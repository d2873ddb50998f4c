//! Keyword filter groups

use std::collections::BTreeSet;
use std::fmt;

use serde::{Deserialize, Serialize};

use crate::catalog::{CatalogSnapshot, InstallSource, PackageRecord};

/// Package attribute a filter group matches against
#[derive(Debug, Clone, Copy, PartialEq, Eq, Hash, Serialize, Deserialize)]
#[serde(rename_all = "camelCase")]
pub enum FilterKind {
    Tags,
    Author,
    Category,
    Source,
}

impl FilterKind {
    pub const ALL: [FilterKind; 4] = [
        FilterKind::Tags,
        FilterKind::Author,
        FilterKind::Category,
        FilterKind::Source,
    ];

    pub fn title(&self) -> &'static str {
        match self {
            FilterKind::Tags => "Tags",
            FilterKind::Author => "Author",
            FilterKind::Category => "Category",
            FilterKind::Source => "Source",
        }
    }

    /// Distinct, non-blank values of this attribute for a package's default version
    pub fn attribute_values<'a>(
        &self,
        snapshot: &'a CatalogSnapshot,
        record: &'a PackageRecord,
    ) -> BTreeSet<&'a str> {
        let default = record.default_version();
        let values: Vec<&str> = match self {
            FilterKind::Tags => default
                .map(|v| v.keywords().iter().map(String::as_str).collect::<Vec<_>>())
                .unwrap_or_default(),
            FilterKind::Author => default.map(|v| v.author()).into_iter().collect(),
            FilterKind::Category => default.map(|v| v.category()).into_iter().collect(),
            FilterKind::Source => snapshot
                .install_source(record.name())
                .map(|s| s.as_str())
                .into_iter()
                .collect(),
        };
        values
            .into_iter()
            .filter(|value| !value.trim().is_empty())
            .collect()
    }

    /// Human-readable name for a keyword id
    fn display_for(&self, id: &str) -> String {
        match self {
            FilterKind::Source => id
                .parse::<InstallSource>()
                .map(|s| s.display_name().to_string())
                .unwrap_or_else(|_| id.to_string()),
            _ => id.to_string(),
        }
    }
}

impl fmt::Display for FilterKind {
    fn fmt(&self, f: &mut fmt::Formatter<'_>) -> fmt::Result {
        f.write_str(self.title())
    }
}

#[derive(Debug, Clone, PartialEq, Eq, Serialize, Deserialize)]
#[serde(rename_all = "camelCase")]
pub struct Keyword {
    pub id: String,
    pub display: String,
    pub enabled: bool,
    pub match_count: usize,
}

/// Keywords of one attribute. Matching is OR across the enabled keywords;
/// with none enabled the group matches everything.
#[derive(Debug, Clone, Serialize, Deserialize)]
#[serde(rename_all = "camelCase")]
pub struct FilterGroup {
    kind: FilterKind,
    #[serde(default)]
    keywords: Vec<Keyword>,
    #[serde(skip)]
    modification_counter: u64,
}

impl FilterGroup {
    pub fn new(kind: FilterKind) -> Self {
        Self {
            kind,
            keywords: Vec::new(),
            modification_counter: 0,
        }
    }

    /// The source group, listing every install source in declaration order
    pub fn source() -> Self {
        let mut group = Self::new(FilterKind::Source);
        group.keywords = InstallSource::ALL
            .iter()
            .map(|source| Keyword {
                id: source.as_str().to_string(),
                display: source.display_name().to_string(),
                enabled: false,
                match_count: 0,
            })
            .collect();
        group
    }

    pub fn kind(&self) -> FilterKind {
        self.kind
    }

    pub fn keywords(&self) -> &[Keyword] {
        &self.keywords
    }

    pub fn keyword(&self, id: &str) -> Option<&Keyword> {
        self.keywords.iter().find(|k| k.id == id)
    }

    pub fn modification_counter(&self) -> u64 {
        self.modification_counter
    }

    pub fn any_enabled(&self) -> bool {
        self.keywords.iter().any(|k| k.enabled)
    }

    pub fn reset_match_counts(&mut self) {
        self.modification_counter += 1;
        for keyword in &mut self.keywords {
            keyword.match_count = 0;
        }
    }

    /// Count one more match for `id`, adding the keyword if it is new
    pub fn increment_match_count(&mut self, id: &str) {
        self.modification_counter += 1;
        match self.keywords.iter_mut().find(|k| k.id == id) {
            Some(keyword) => keyword.match_count += 1,
            None => self.keywords.push(Keyword {
                id: id.to_string(),
                display: self.kind.display_for(id),
                enabled: false,
                match_count: 1,
            }),
        }
    }

    /// Returns whether the keyword existed and changed state
    pub fn set_keyword_enabled(&mut self, id: &str, enabled: bool) -> bool {
        match self
            .keywords
            .iter_mut()
            .find(|k| k.id == id && k.enabled != enabled)
        {
            Some(keyword) => {
                keyword.enabled = enabled;
                self.modification_counter += 1;
                true
            }
            None => false,
        }
    }

    pub fn disable_all(&mut self) {
        self.modification_counter += 1;
        for keyword in &mut self.keywords {
            keyword.enabled = false;
        }
    }

    /// Most matched first, ties by id. The source group keeps its fixed order.
    pub fn sort_by_match_count(&mut self) {
        if self.kind == FilterKind::Source {
            return;
        }
        self.modification_counter += 1;
        self.keywords.sort_by(|a, b| {
            b.match_count
                .cmp(&a.match_count)
                .then_with(|| a.id.cmp(&b.id))
        });
    }

    pub fn matches(&self, snapshot: &CatalogSnapshot, record: &PackageRecord) -> bool {
        let mut enabled = self.keywords.iter().filter(|k| k.enabled).peekable();
        if enabled.peek().is_none() {
            return true;
        }

        let values = self.kind.attribute_values(snapshot, record);
        enabled.any(|keyword| values.contains(keyword.id.as_str()))
    }
}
=======
• [EXERCISE DESCRIPTION]:
What lines above contain the word "Clone"? Please copy each one.

• [YOUR RESPONSE]:
#[derive(Debug, Clone, Copy, PartialEq, Eq, Hash, Serialize, Deserialize)]
#[derive(Debug, Clone, PartialEq, Eq, Serialize, Deserialize)]
#[derive(Debug, Clone, Serialize, Deserialize)]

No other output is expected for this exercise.